If you walked outside and tried to find a sample of something perfectly pure, you'd struggle. Soil is a mixture. Rocks are mixtures of minerals. The oceans are mixtures. The atmosphere is a mixture. Even the gold in jewellery is usually mixed with silver or copper to make it harder.
Pure substances usually only exist because someone has worked hard to separate them from a mixture in a lab or a factory. That's why the next few lessons focus on how scientists do that.
- Pure copper for electrical wires → extracted and refined from ore.
- Pure aluminium for cans → extracted from bauxite ore.
- Pure salt for chemistry → evaporated from seawater or mined and purified.
So when you see a label saying "pure" something, it usually means a human has done a lot of work to make it that way.
Pure iron is fairly soft and bends easily. Add about 1% carbon and you get steel, which is much stronger and harder. Predict: why does adding a tiny bit of a non-metal (carbon) make iron so much tougher?
How close was your prediction?
Great — you saw that the extra atoms physically block the iron rows from sliding.
Good — alloys are a clever case of the particle model in action. Tiny "wrong-sized" atoms lock the metal in place.
At the start of this lesson you were asked: The air in your lungs is not "oxygen" — it's a cocktail of at least 5 different gases. What are they? Can you name them all now?
Write a fuller answer listing the gases in air, then explain what makes air a mixture (not a compound) using the words homogeneous mixture, nitrogen, oxygen and properties.
Q1. Name the two main gases in air and give their approximate percentages. Name one other gas in air and its approximate percentage. (3 marks)
Q2. For each material, state whether it is a pure substance or a mixture, and justify your answer in one sentence: (a) tap water, (b) distilled water, (c) bronze medal, (d) a copper wire. (4 marks)
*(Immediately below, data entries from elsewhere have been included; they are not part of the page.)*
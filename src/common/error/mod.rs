//! Unified error types for olecore.
//!
//! This module provides a unified error type that encompasses errors from both
//! the compound container and the BIFF record layers.

// Submodule declarations
pub mod conversions;
pub mod types;

// Re-exports
pub use types::{Error, Result};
Q3. An engineer is designing a new coin. Should it be made of pure copper or an alloy like brass? Justify your answer using at least two properties. (4 marks)
Answers
▾MCQ 1
C — Nitrogen is about 78% of air. Oxygen is the second most common at ~21%. Argon and CO₂ make up the rest.
MCQ 2
A — Steel is iron plus a small amount of carbon. Bronze is copper + tin; brass is copper + zinc.
MCQ 3
D — Distilled water is only H₂O, so it is a pure compound. Air, seawater and brass are all mixtures.
MCQ 4
B — In an alloy, the different metal atoms are physically mixed but not chemically bonded, and the ratio can change. Compounds have chemical bonds and fixed ratios.
MCQ 5
C — Seawater contains about 35 g of dissolved minerals per litre, mostly sodium chloride.
Short Answer 1
Model answer: Nitrogen (~78%) and oxygen (~21%) are the two main gases in air. Other gases include argon (~0.9%) and carbon dioxide (~0.04%). Air also contains water vapour, which varies day-to-day.
Short Answer 2
Model answer: (a) Tap water = mixture (it contains dissolved fluoride, chlorine and minerals). (b) Distilled water = pure substance (it is only H₂O). (c) Bronze medal = mixture (an alloy of copper and tin, not chemically joined). (d) Copper wire = pure substance (just one element, Cu).
Short Answer 3
Model answer: The coin should be made of an alloy like brass, not pure copper. Pure copper is too soft and would dent and wear out quickly under daily handling — the design and number details would fade. Brass (copper + zinc) is much harder and more rust-resistant, so the coin keeps its shape and shine for years. Brass is also cheaper than pure copper because zinc is added. (Accept any two valid properties: hardness, durability, rust resistance, cost.)